Mercato dell’auto in crisi, la Renault nel baratro

A rischio 15mila posti di lavoro

La pandemia lascia a terra il settore auto: Renault in crisi. L’antico marchio francese è in grosse difficoltà economiche causa la pandemia e mette a rischio più di 15mila posti di lavoro di cui 4.600 in Francia e più di 10mila nel resto del mondo.

Il piano di risparmio

Con il potenziale licenziamento del personale è cominciato il braccio di ferro tra Renault e sindacati. Anche se non si parlerebbe di licenziamenti veri e propri ma di “mobilità interna e dimissioni volontarie”. Per cui ai due miliardi di risparmi si arriverebbe attraverso un “miglioramento dell’efficacia e riduzione dei costi di ingegneria; ottimizzazione dell’apparato industriale per circa 650 milioni di euro, tramite trasformazione impianti di produzione, miglioramento processi di ingegneria e produzione e il ridimensionamento della produttività; maggiore efficienza delle funzioni di supporto per circa 700 milioni di euro tra digitalizzazione e ottimizzazione marketing; rifocalizzazione delle attività per una migliore allocazione delle risorse per 1.2 milioni”. Ciò potrà avvenire mediante la cessione di quote di partecipazione “del Gruppo Renault in Dongfeng Renault Automotive Company Ltd (DRAC) in Cina a Dongfeng Motor Corporation e la cessazione delle attività delle autovetture termiche Renault sul mercato cinese”.

Senard: spazio alla pianificazione

“Ho fiducia nei nostri punti di forza – ha detto il presidente del Consiglio di Amministrazione di Renault, Jean-Dominique Senard nei nostri valori e nella Direzione dell’azienda che ci permetteranno di realizzare con successo la trasformazione prevista e restituire al nostro Gruppo tutto il suo valore grazie a questo piano. Gli sviluppi pianificati sono fondamentali per garantire la continuità dell’azienda e la sua crescita a lungo termine. È solo con un approccio collettivo e con il sostegno dei nostri partner dell’Alleanza che saremo in grado di raggiungere i nostri obiettivi e di rendere il Gruppo Renault protagonista dell’industria automotive dei prossimi anni. Siamo perfettamente consapevoli della responsabilità che abbiamo e la trasformazione prevista potrà essere realizzata solo nel rispetto di tutti gli stakeholder del nostro Gruppo e attraverso un dialogo sociale esemplare”.

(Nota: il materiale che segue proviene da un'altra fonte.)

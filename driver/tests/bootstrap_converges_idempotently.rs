/* -------------------------------------------------------------------------- *\
 *        Apache 2.0 License Copyright © 2023-2025 The Kubuild Authors        *
 *                                                                            *
 *         +-------------------------------------------------------+          *
 *         | ██╗  ██╗██╗   ██╗██████╗ ██╗   ██╗██╗██╗     ██████╗  |          *
 *         | ██║ ██╔╝██║   ██║██╔══██╗██║   ██║██║██║     ██╔══██╗ |          *
 *         | █████╔╝ ██║   ██║██████╔╝██║   ██║██║██║     ██║  ██║ |          *
 *         | ██╔═██╗ ██║   ██║██╔══██╗██║   ██║██║██║     ██║  ██║ |          *
 *         | ██║  ██╗╚██████╔╝██████╔╝╚██████╔╝██║███████╗██████╔╝ |          *
 *         | ╚═╝  ╚═╝ ╚═════╝ ╚═════╝  ╚═════╝ ╚═╝╚══════╝╚═════╝  |          *
 *         +-------------------------------------------------------+          *
 *                                                                            *
 *                   In-Cluster Image Builds for Kubernetes                   *
 *                                                                            *
 * -------------------------------------------------------------------------- *
 *                                                                            *
 *   Licensed under the Apache License, Version 2.0 (the "License");          *
 *   you may not use this file except in compliance with the License.         *
 *   You may obtain a copy of the License at                                  *
 *                                                                            *
 *       http://www.apache.org/licenses/LICENSE-2.0                           *
 *                                                                            *
 *   Unless required by applicable law or agreed to in writing, software      *
 *   distributed under the License is distributed on an "AS IS" BASIS,        *
 *   WITHOUT WARRANTIES OR CONDITIONS OF ANY KIND, either express or implied. *
 *   See the License for the specific language governing permissions and      *
 *   limitations under the License.                                           *
 *                                                                            *
\* -------------------------------------------------------------------------- */

//! Convergence against an in-memory API-server stand-in: bootstrap is
//! idempotent, safe under concurrent CLIs, and rm followed by
//! bootstrap lands in the same state as bootstrap alone.

use kubuild_driver::BootLog;
use std::sync::Arc;
use tokio_util::sync::CancellationToken;

mod common;

#[tokio::test]
async fn test_bootstrap_creates_exactly_one_pair() {
    let state = common::SharedState::default();
    let driver = common::new_driver(Arc::clone(&state), "demo").await;

    driver
        .bootstrap(&BootLog::sink(), &CancellationToken::new())
        .await
        .expect("bootstrap");

    let state = state.lock().expect("state lock");
    assert_eq!(state.deployments.len(), 1);
    assert_eq!(state.config_maps.len(), 1);
    assert!(state.deployments.contains_key("demo"));
    assert!(state.config_maps.contains_key("demo"));
}

#[tokio::test]
async fn test_bootstrap_is_idempotent() {
    let state = common::SharedState::default();
    let driver = common::new_driver(Arc::clone(&state), "demo").await;

    let cancel = CancellationToken::new();
    driver
        .bootstrap(&BootLog::sink(), &cancel)
        .await
        .expect("first bootstrap");
    let creates_after_first =
        state.lock().expect("state lock").deployment_creates;

    driver
        .bootstrap(&BootLog::sink(), &cancel)
        .await
        .expect("second bootstrap");

    let state = state.lock().expect("state lock");
    assert_eq!(state.deployment_creates, creates_after_first);
    assert_eq!(state.deployments.len(), 1);
    assert_eq!(state.config_maps.len(), 1);
}

#[tokio::test]
async fn test_concurrent_bootstraps_both_converge() {
    let state = common::SharedState::default();
    let a = common::new_driver(Arc::clone(&state), "shared").await;
    let b = common::new_driver(Arc::clone(&state), "shared").await;

    let cancel = CancellationToken::new();
    let (ra, rb) = tokio::join!(
        a.bootstrap(&BootLog::sink(), &cancel),
        b.bootstrap(&BootLog::sink(), &cancel),
    );
    ra.expect("first CLI converges");
    rb.expect("second CLI converges");

    let state = state.lock().expect("state lock");
    assert_eq!(state.deployments.len(), 1);
    assert_eq!(state.config_maps.len(), 1);
}

#[tokio::test]
async fn test_rm_then_bootstrap_matches_fresh_bootstrap() {
    let state = common::SharedState::default();
    let driver = common::new_driver(Arc::clone(&state), "demo").await;
    let cancel = CancellationToken::new();

    driver
        .bootstrap(&BootLog::sink(), &cancel)
        .await
        .expect("bootstrap");
    let fresh_spec = state.lock().expect("state lock").deployments
        ["demo"]["spec"]
        .clone();

    driver.rm().await.expect("rm");
    {
        let state = state.lock().expect("state lock");
        assert!(state.deployments.is_empty());
        assert!(state.config_maps.is_empty());
    }

    driver
        .bootstrap(&BootLog::sink(), &cancel)
        .await
        .expect("bootstrap after rm");
    let state = state.lock().expect("state lock");
    assert_eq!(
        state.deployments["demo"]["spec"], fresh_spec,
        "recreated deployment must match the original"
    );
}
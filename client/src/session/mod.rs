/* -------------------------------------------------------------------------- *\
 *        Apache 2.0 License Copyright © 2023-2025 The Kubuild Authors        *
 *                                                                            *
 *         +-------------------------------------------------------+          *
 *         | ██╗  ██╗██╗   ██╗██████╗ ██╗   ██╗██╗██╗     ██████╗  |          *
 *         | ██║ ██╔╝██║   ██║██╔══██╗██║   ██║██║██║     ██╔══██╗ |          *
 *         | █████╔╝ ██║   ██║██████╔╝██║   ██║██║██║     ██║  ██║ |          *
 *         | ██╔═██╗ ██║   ██║██╔══██╗██║   ██║██║██║     ██║  ██║ |          *
 *         | ██║  ██╗╚██████╔╝██████╔╝╚██████╔╝██║███████╗██████╔╝ |          *
 *         | ╚═╝  ╚═╝ ╚═════╝ ╚═════╝  ╚═════╝ ╚═╝╚══════╝╚═════╝  |          *
 *         +-------------------------------------------------------+          *
 *                                                                            *
 *                   In-Cluster Image Builds for Kubernetes                   *
 *                                                                            *
 * -------------------------------------------------------------------------- *
 *                                                                            *
 *   Licensed under the Apache License, Version 2.0 (the "License");          *
 *   you may not use this file except in compliance with the License.         *
 *   You may obtain a copy of the License at                                  *
 *                                                                            *
 *       http://www.apache.org/licenses/LICENSE-2.0                           *
 *                                                                            *
 *   Unless required by applicable law or agreed to in writing, software      *
 *   distributed under the License is distributed on an "AS IS" BASIS,        *
 *   WITHOUT WARRANTIES OR CONDITIONS OF ANY KIND, either express or implied. *
 *   See the License for the specific language governing permissions and      *
 *   limitations under the License.                                           *
 *                                                                            *
\* -------------------------------------------------------------------------- */

//! The client half of a build session.
//!
//! A session lets the daemon reach back into the caller while a solve is
//! in flight: pulling build-context files, looking up registry
//! credentials and secrets, forwarding an SSH agent, and delivering
//! export payloads. The daemon drives a nested gRPC connection overlaid
//! on the `Control.Session` byte stream; this module runs the server side
//! of that nested connection and lets callers attach the sub-protocol
//! services they need.

use crate::client::{BuildKitClient, ClientError};
use kubuild_proto::control::BytesMessage;
use std::io;
use std::sync::Arc;
use tokio::sync::mpsc;
use tokio::task::JoinHandle;
use tokio_stream::wrappers::ReceiverStream;
use tonic::metadata::MetadataValue;
use tonic::transport::server::Router;
use tonic::transport::Server;
use tracing::debug;
use uuid::Uuid;

pub mod filesend;
pub mod filesync;
pub mod secrets;
pub mod ssh;
mod stream;
pub mod upload;

pub use stream::{client_io, server_io, SessionConnectInfo, StreamIo};

// Session identity travels in gRPC metadata; the daemon echoes these
// headers when it needs to resolve the caller for a session ID.
pub const HEADER_SESSION_ID: &str = "x-docker-expose-session-uuid";
pub const HEADER_SESSION_NAME: &str = "x-docker-expose-session-name";
pub const HEADER_SESSION_SHARED_KEY: &str =
    "x-docker-expose-session-sharedkey";

/// A sub-protocol service that can be mounted on a session server.
pub trait Attachable: Send + Sync + 'static {
    fn attach(&self, router: Router) -> Router;
}

/// One build session: an identity plus the set of attached sub-protocol
/// services.
pub struct Session {
    id: String,
    name: String,
    shared_key: String,
    attachables: Vec<Arc<dyn Attachable>>,
}

impl Session {
    pub fn new(name: impl Into<String>) -> Self {
        Self {
            id: Uuid::new_v4().simple().to_string(),
            name: name.into(),
            shared_key: Uuid::new_v4().simple().to_string(),
            attachables: Vec::new(),
        }
    }

    pub fn id(&self) -> &str {
        &self.id
    }

    pub fn allow(&mut self, attachable: Arc<dyn Attachable>) {
        self.attachables.push(attachable);
    }

    /// Open the session stream and serve the attached sub-protocols over
    /// it until the daemon hangs up or the handle is closed.
    pub async fn run(
        self,
        client: &BuildKitClient,
    ) -> Result<SessionHandle, ClientError> {
        let (tx, rx) = mpsc::channel::<BytesMessage>(8);
        let mut control = client.control();

        let mut req = tonic::Request::new(ReceiverStream::new(rx));
        let md = req.metadata_mut();
        let _ = md.insert(
            HEADER_SESSION_ID,
            MetadataValue::try_from(self.id.as_str())
                .map_err(|e| ClientError::Other(e.into()))?,
        );
        let _ = md.insert(
            HEADER_SESSION_NAME,
            MetadataValue::try_from(self.name.as_str())
                .map_err(|e| ClientError::Other(e.into()))?,
        );
        let _ = md.insert(
            HEADER_SESSION_SHARED_KEY,
            MetadataValue::try_from(self.shared_key.as_str())
                .map_err(|e| ClientError::Other(e.into()))?,
        );

        let resp = control.session(req).await?;
        let io = client_io(resp.into_inner(), tx);

        // The health service anchors the router; sub-protocols chain
        // onto it.
        let (_, health_service) = tonic_health::server::health_reporter();
        let mut router = Server::builder().add_service(health_service);
        for attachable in &self.attachables {
            router = attachable.attach(router);
        }

        debug!(session_id = %self.id, "session stream established");
        let id = self.id.clone();
        let task = tokio::spawn(async move {
            let result = router
                .serve_with_incoming(tokio_stream::once(
                    Ok::<_, io::Error>(io),
                ))
                .await;
            debug!(session_id = %id, "session server finished: {result:?}");
        });

        Ok(SessionHandle { id: self.id, task })
    }
}

/// A running session; dropping the handle leaves the session running
/// until the daemon closes the stream, `close` tears it down actively.
pub struct SessionHandle {
    pub id: String,
    task: JoinHandle<()>,
}

impl SessionHandle {
    pub fn close(self) {
        self.task.abort();
    }
}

Delbos: soddisfare la clientela

“In un contesto caratterizzato da incertezze e complessità – ha aggiunto Clotilde Delbos, direttore generale ad interim di Renault – questo progetto è di vitale importanza per garantire una performance solida e sostenibile, la cui priorità è la soddisfazione dei nostri clienti. Beneficiando dei nostri numerosi punti di forza, come il veicolo elettrico, capitalizzando sulle risorse e sulle tecnologie del Gruppo Renault e dell’Alleanza, riducendo la complessità connessa allo sviluppo e alla produzione dei nostri veicoli, intendiamo realizzare economie di scala allo scopo di ripristinare la nostra redditività globale e garantire il nostro sviluppo in Francia e sui mercati internazionali. Questo progetto deve permetterci a termine di guardare al futuro con fiducia”.